Un Loup pour l'homme

Des histoires qu’on a besoin de se créer dans la vie pour exister vis à vis de l’autre, et aussi de soi même

Un Loup pour l'homme / Violette Pallaro / Interview I

Peux-tu nous expliquer en quoi consiste le spectacle ?
Le spectacle parle des histoires qu’on a besoin de se créer dans la vie pour exister vis à vis de l’autre, et des autres , et aussi vis à vis de soi même. Les histoires qu’on raconte dans ce spectacle, elles sont tirées de la vie, inspirées de faits réels, mais aussi par exemple de récits d’imposteurs qui ont réellement existé.


Ces séquences proviennent de quelles circonstances de vie ?
Tabula Rasa, mon précédent spectacle, je me suis questionnée sur la place que chacun occupe dans le cercle familial. Avec Un Loup pour l’homme, j’ai voulu élargir  mon champ d’exploration à la sphère sociale, professionnelle, mais aussi intime, et donc plus nécessairement dans la sphère familiale.

D’où vient ce besoin d’explorer cette matière ?
Depuis l’enfance, je m’intéresse beaucoup au fonctionnement des adultes entre eux et à la place qu’ils occupent dans les groupes. Quels sont les jeux de rôle qu’ils adoptent pour occuper cette place, pour la maintenir ou pour en changer ? Dans Tabula Rasa, je suis partie d’un souvenir simple : celui de ma place à table au repas familial. Je me dis que pour occuper cette place, on joue un rôle. Et on joue des rôles différents en fonction des sphères dans lesquelles on évolue. On ne jouera pas le même rôle si on est face à sa mère ou face à son patron, ses enfants, ses amis, un voisin ou quelqu’un que l’on croise dans la rue. Et c’est tout ce fonctionnement-là qui m’intéresse.

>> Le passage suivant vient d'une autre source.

//! Sketch-RNN: a sequence-to-sequence variational autoencoder for vector sketches
//!
//! Sketches are sequences of pen offsets. This crate provides:
//! - A bidirectional LSTM encoder producing a latent code `z` by reparameterisation
//! - An autoregressive LSTM decoder emitting a bivariate Gaussian mixture over
//!   the next offset and a categorical distribution over the pen state
//! - Reconstruction and KL losses, gradient clipping and per-sub-network Adam
//! - A stroke dataset, a training loop with checkpoints, and temperature sampling
//!
//! # Example
//!
//! ```no_run
//! use sketch_rnn_rs::{SketchRnn, SketchRnnConfig};
//! use candle_core::Device;
//!
//! let config = SketchRnnConfig::default();
//! let model = SketchRnn::new(&config.model, &Device::Cpu, config.seed).unwrap();
//! println!("{} parameters", model.parameter_count());
//! ```
//!
//! # Training
//!
//! ```no_run
//! use sketch_rnn_rs::{SketchRnnConfig, Trainer};
//! use candle_core::Device;
//!
//! let config = SketchRnnConfig::from_file("config.yaml").unwrap();
//! let mut trainer = Trainer::new(config, Device::Cpu).unwrap();
//! trainer.train().unwrap();
//! ```

pub mod checkpoint;
pub mod config;
pub mod data;
pub mod decoder;
pub mod encoder;
pub mod error;
pub mod loss;
pub mod lstm;
pub mod metrics;
pub mod mixture;
pub mod model;
pub mod optimizer;
pub mod sampler;
pub mod schedule;
pub mod train_step;
pub mod trainer;

pub use checkpoint::{CheckpointStore, TrainingState};
pub use config::{DatasetConfig, ModelConfig, SketchRnnConfig, TrainingConfig};
pub use data::{DataLoader, Stroke3, StrokeBatch, StrokeSplits, StrokesDataset};
pub use error::{SketchError, SketchResult};
pub use metrics::{JsonlSink, Metrics, MetricsSink, MultiSink, RecordingSink, TracingSink};
pub use mixture::BivariateGaussianMixture;
pub use model::SketchRnn;
pub use sampler::Sampler;
pub use train_step::{StepOutput, TrainingStep};
pub use trainer::Trainer;

/// Prelude for convenient imports
pub mod prelude {
    pub use crate::config::SketchRnnConfig;
    pub use crate::data::{DataLoader, StrokeBatch, StrokeSplits, StrokesDataset};
    pub use crate::error::{SketchError, SketchResult};
    pub use crate::metrics::{Metrics, MetricsSink};
    pub use crate::model::SketchRnn;
    pub use crate::sampler::Sampler;
    pub use crate::train_step::TrainingStep;
    pub use crate::trainer::Trainer;
}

Tabula Rasa a pour point de départ la famille. Pour Un Loup pour l’homme, quelles ont été tes sources d’inspiration ?
Les différentes situations sont écrites à partir de faits réels que j’ai pu observer dans la vie quotidienne ou d’histoires qu’on a pu me raconter. Dans le spectacle, je pousse ces situations à l’extrême pour basculer dans ce qu’elles peuvent avoir de drôle,  d’absurde, d’étrange, et même, souvent,  de cruel. Quant aux récits d’imposteurs, il s’agit de quatre personnes qui ont réellement existé. Certaines sont encore en vie. Il y a Misha Defonseca, une auteure belge qui a écrit un livre présenté comme une histoire vraie. Elle y raconte qu’à 7 ans, lors de la seconde guerre mondiale, elle aurait traversé toute l’Europe à pied, protégée par des loups, pour retrouver ses parents emportés par les nazis. Il y a Rosie Ruiz, une marathonienne d’origine cubaine, qui a triché aux marathons de New York (1979) et de Boston (1980).  Elle s’est qualifiée à deux reprises en se faufilant dans les pelotons sans avoir couru l’épreuve. A l’époque, il n’y avait pas les puces GPS et autres systèmes de surveillance. Elle s’est ainsi propulsée à la première place. Mais dépassée par son propre stratagème, elle a livré plusieurs incohérences en relatant son exploit sportif, ce qui l’a démasquée. Frédéric Bourdin est un français qui, jusqu’à l’âge de 30 ans, a usurpé des centaines d’identités d’adolescents. Soit des mineurs portés disparus, soit des identités fictionnelles. De 1990 à 2005, il est parvenu à intégrer des foyers pour adolescents abandonnés, et de là des familles d’accueil. Trilingue, il présentait également une grande capacité de mimétisme.
Et le dernier en date : Claas Relotius, un ancien journaliste allemand du Spiegel. Une véritable vedette portée aux nues pour ses grandes qualités journalistiques. Jusqu’en décembre 2018, où à l’âge de 33 ans, il avoue avoir falsifié une quinzaine de reportages qui avait fait sa renommée.

Ce qui me fascine chez ces imposteurs, c’est bien sûr ce besoin de faire croire certaines choses pour occuper une place, mais c’est aussi la croyance du monde dont le monde extérieur fait preuve face à ces mensonges. Quels sont les mécanismes qui se mettent en place pour qu’on se laisse duper ? Qu’est-on prêt à croire pour vivre, survivre dans un groupe, au sein de la collectivité ? A quoi avons nous besoin de croire ? J’entremêle ces histoires « extraordinaires » avec des séquences plus quotidiennes car il y a des comportements humains dans notre vie de tous les  jours intime, professionnelle ou sociale, qui  sont tout aussi parlants que ceux d’imposteurs avérés.Je m’interroge sur ce besoin qui nous pousse à croire aux histoires qu’on se raconte et qu’on raconte aux autres.